* [Collected data entries]
------------------------------------

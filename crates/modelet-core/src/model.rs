//! Model version, control operation and replica state definitions

use chrono::{DateTime, Utc};
use serde::{Deserialize, Serialize};
use std::path::PathBuf;

/// Footprint assumed for a model that declares no memory requirement
pub const DEFAULT_MODEL_MEMORY_BYTES: u64 = 1024 * 1024;

/// A single version of a model assigned to this replica
#[derive(Debug, Clone, PartialEq, Eq, Serialize, Deserialize)]
pub struct ModelVersion {
    /// Model name as known to the inference server
    pub name: String,
    /// Version number assigned by the scheduler
    pub version: u32,
    /// Declared memory per instance in bytes
    #[serde(default)]
    pub memory_bytes: u64,
    /// Where the artifact is fetched from
    #[serde(default)]
    pub artifact_uri: Option<String>,
    /// Server-specific settings needed to reissue a load
    #[serde(default)]
    pub server: ServerSettings,
}

impl ModelVersion {
    /// Create a version with default server settings
    pub fn new(name: impl Into<String>, version: u32, memory_bytes: u64) -> Self {
        Self {
            name: name.into(),
            version,
            memory_bytes,
            artifact_uri: None,
            server: ServerSettings::default(),
        }
    }

    /// Memory this version occupies once loaded, across all server instances
    pub fn memory_footprint(&self) -> u64 {
        let per_instance = if self.memory_bytes == 0 {
            DEFAULT_MODEL_MEMORY_BYTES
        } else {
            self.memory_bytes
        };
        per_instance.saturating_mul(u64::from(self.server.instance_count()))
    }

    /// Key used to order control commands for this version
    pub fn versioned_name(&self) -> String {
        format!("{}_{}", self.name, self.version)
    }
}

impl std::fmt::Display for ModelVersion {
    fn fmt(&self, f: &mut std::fmt::Formatter<'_>) -> std::fmt::Result {
        write!(f, "{}:{}", self.name, self.version)
    }
}

/// Inference server flavour and its instance settings
#[derive(Debug, Clone, Copy, PartialEq, Eq, Serialize, Deserialize, Default)]
#[serde(tag = "type", rename_all = "lowercase")]
pub enum ServerSettings {
    /// MLServer with parallel inference workers
    Mlserver { instance_count: u32 },
    /// Triton with CPU model instances
    Triton { cpu_instance_count: u32 },
    /// Any other V2 compatible server
    #[default]
    Generic,
}

impl ServerSettings {
    /// Number of copies of the model the server keeps in memory
    pub fn instance_count(&self) -> u32 {
        let count = match self {
            ServerSettings::Mlserver { instance_count } => *instance_count,
            ServerSettings::Triton { cpu_instance_count } => *cpu_instance_count,
            ServerSettings::Generic => 1,
        };
        count.max(1)
    }
}

/// Control-plane command delivered by the scheduler
#[derive(Debug, Clone, Serialize, Deserialize)]
pub struct ModelOperation {
    /// Load or unload
    pub operation: OperationKind,
    /// The version the command applies to
    pub model_version: ModelVersion,
    /// Monotonically increasing sequence number from the scheduler
    pub tick: u64,
}

/// Kind of control-plane command
#[derive(Debug, Clone, Copy, PartialEq, Eq, Serialize, Deserialize)]
#[serde(rename_all = "lowercase")]
pub enum OperationKind {
    Load,
    Unload,
}

impl std::fmt::Display for OperationKind {
    fn fmt(&self, f: &mut std::fmt::Formatter<'_>) -> std::fmt::Result {
        match self {
            OperationKind::Load => write!(f, "load"),
            OperationKind::Unload => write!(f, "unload"),
        }
    }
}

/// Outcome reported back to the scheduler for a control command
#[derive(Debug, Clone, Serialize, Deserialize)]
pub struct ModelEvent {
    pub model_name: String,
    pub model_version: u32,
    pub event: ModelEventKind,
    /// Error text for failed events
    pub message: Option<String>,
    /// Replica memory after the command, so the scheduler can re-plan
    pub available_memory_bytes: u64,
}

/// Model event kinds
#[derive(Debug, Clone, Copy, PartialEq, Eq, Serialize, Deserialize)]
#[serde(rename_all = "snake_case")]
pub enum ModelEventKind {
    Loaded,
    LoadFailed,
    Unloaded,
    UnloadFailed,
}

impl std::fmt::Display for ModelEventKind {
    fn fmt(&self, f: &mut std::fmt::Formatter<'_>) -> std::fmt::Result {
        match self {
            ModelEventKind::Loaded => write!(f, "Loaded"),
            ModelEventKind::LoadFailed => write!(f, "LoadFailed"),
            ModelEventKind::Unloaded => write!(f, "Unloaded"),
            ModelEventKind::UnloadFailed => write!(f, "UnloadFailed"),
        }
    }
}

/// Whether a tracked model is in server memory
#[derive(Debug, Clone, Copy, PartialEq, Eq, Serialize, Deserialize)]
#[serde(rename_all = "lowercase")]
pub enum ResidencyState {
    Resident,
    Evicted,
}

impl std::fmt::Display for ResidencyState {
    fn fmt(&self, f: &mut std::fmt::Formatter<'_>) -> std::fmt::Result {
        match self {
            ResidencyState::Resident => write!(f, "Resident"),
            ResidencyState::Evicted => write!(f, "Evicted"),
        }
    }
}

/// Introspection record for one tracked model
#[derive(Debug, Clone, Serialize, Deserialize)]
pub struct ModelReplicaState {
    pub name: String,
    pub versions: Vec<u32>,
    /// Sum of footprints across tracked versions
    pub memory_bytes: u64,
    pub state: ResidencyState,
    /// Last time the model was touched, if it is resident
    pub last_accessed: Option<DateTime<Utc>>,
}

/// Where a staged artifact landed on local disk
#[derive(Debug, Clone, PartialEq, Eq, Serialize, Deserialize)]
pub struct StagedArtifact {
    pub name: String,
    pub version: u32,
    pub path: PathBuf,
}
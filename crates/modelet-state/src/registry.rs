//! Model versions assigned to this replica
//!
//! Pure bookkeeping: which versions are tracked per model and how much memory
//! they declare. Evicted models stay tracked here; residency lives in the cache.

use modelet_core::{ModelVersion, ModeletError, ModeletResult};
use parking_lot::RwLock;
use std::collections::{BTreeMap, HashMap};

#[derive(Debug, Default)]
struct TrackedModel {
    versions: BTreeMap<u32, ModelVersion>,
    /// Sum of `memory_footprint` over `versions`
    total_memory: u64,
}

/// Registry of tracked model versions
#[derive(Default)]
pub struct ModelState {
    models: RwLock<HashMap<String, TrackedModel>>,
}

impl ModelState {
    pub fn new() -> Self {
        Self::default()
    }

    /// Track a new version, returning whether it is the model's first
    ///
    /// Re-adding an identical version is a no-op; re-adding a version number
    /// with a different descriptor is a `VersionConflict`.
    pub fn add_model_version(&self, version: ModelVersion) -> ModeletResult<bool> {
        let mut models = self.models.write();
        let model = models.entry(version.name.clone()).or_default();

        if let Some(existing) = model.versions.get(&version.version) {
            if *existing == version {
                return Ok(false);
            }
            return Err(ModeletError::VersionConflict(format!(
                "{} is already tracked with a different descriptor",
                version
            )));
        }

        let first = model.versions.is_empty();
        model.total_memory = model
            .total_memory
            .saturating_add(version.memory_footprint());
        model.versions.insert(version.version, version);
        Ok(first)
    }

    /// Stop tracking a version, returning whether the model has none left
    pub fn remove_model_version(&self, name: &str, version: u32) -> ModeletResult<bool> {
        let mut models = self.models.write();
        let Some(model) = models.get_mut(name) else {
            return Ok(true);
        };

        let removed = model.versions.remove(&version).ok_or_else(|| {
            ModeletError::NotTracked(format!("{} version {}", name, version))
        })?;
        model.total_memory = model
            .total_memory
            .saturating_sub(removed.memory_footprint());

        if model.versions.is_empty() {
            models.remove(name);
            return Ok(true);
        }
        Ok(false)
    }

    /// Memory of all tracked versions of `name`
    pub fn total_memory(&self, name: &str) -> ModeletResult<u64> {
        self.models
            .read()
            .get(name)
            .map(|m| m.total_memory)
            .ok_or_else(|| ModeletError::NotTracked(name.to_string()))
    }

    /// Memory of a single tracked version
    pub fn version_memory(&self, name: &str, version: u32) -> ModeletResult<u64> {
        self.models
            .read()
            .get(name)
            .and_then(|m| m.versions.get(&version))
            .map(|v| v.memory_footprint())
            .ok_or_else(|| ModeletError::NotTracked(format!("{} version {}", name, version)))
    }

    pub fn version_exists(&self, name: &str, version: u32) -> bool {
        self.models
            .read()
            .get(name)
            .map_or(false, |m| m.versions.contains_key(&version))
    }

    pub fn is_tracked(&self, name: &str) -> bool {
        self.models.read().contains_key(name)
    }

    /// Tracked version numbers of `name`, ascending
    pub fn versions(&self, name: &str) -> Vec<u32> {
        self.models
            .read()
            .get(name)
            .map(|m| m.versions.keys().copied().collect())
            .unwrap_or_default()
    }

    /// Every tracked version of every model
    pub fn all_versions(&self) -> Vec<ModelVersion> {
        self.models
            .read()
            .values()
            .flat_map(|m| m.versions.values().cloned())
            .collect()
    }

    pub fn model_names(&self) -> Vec<String> {
        self.models.read().keys().cloned().collect()
    }

    pub fn num_models(&self) -> usize {
        self.models.read().len()
    }

    /// Memory of everything tracked, resident or evicted
    pub fn total_memory_all_models(&self) -> u64 {
        self.models
            .read()
            .values()
            .map(|m| m.total_memory)
            .fold(0u64, u64::saturating_add)
    }
}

------------------------------------

* [Task description] Collect every line with the string "Where" from the records, and copy each.

* [Exercise answer]
    /// Where the artifact is fetched from
/// Where a staged artifact landed on local disk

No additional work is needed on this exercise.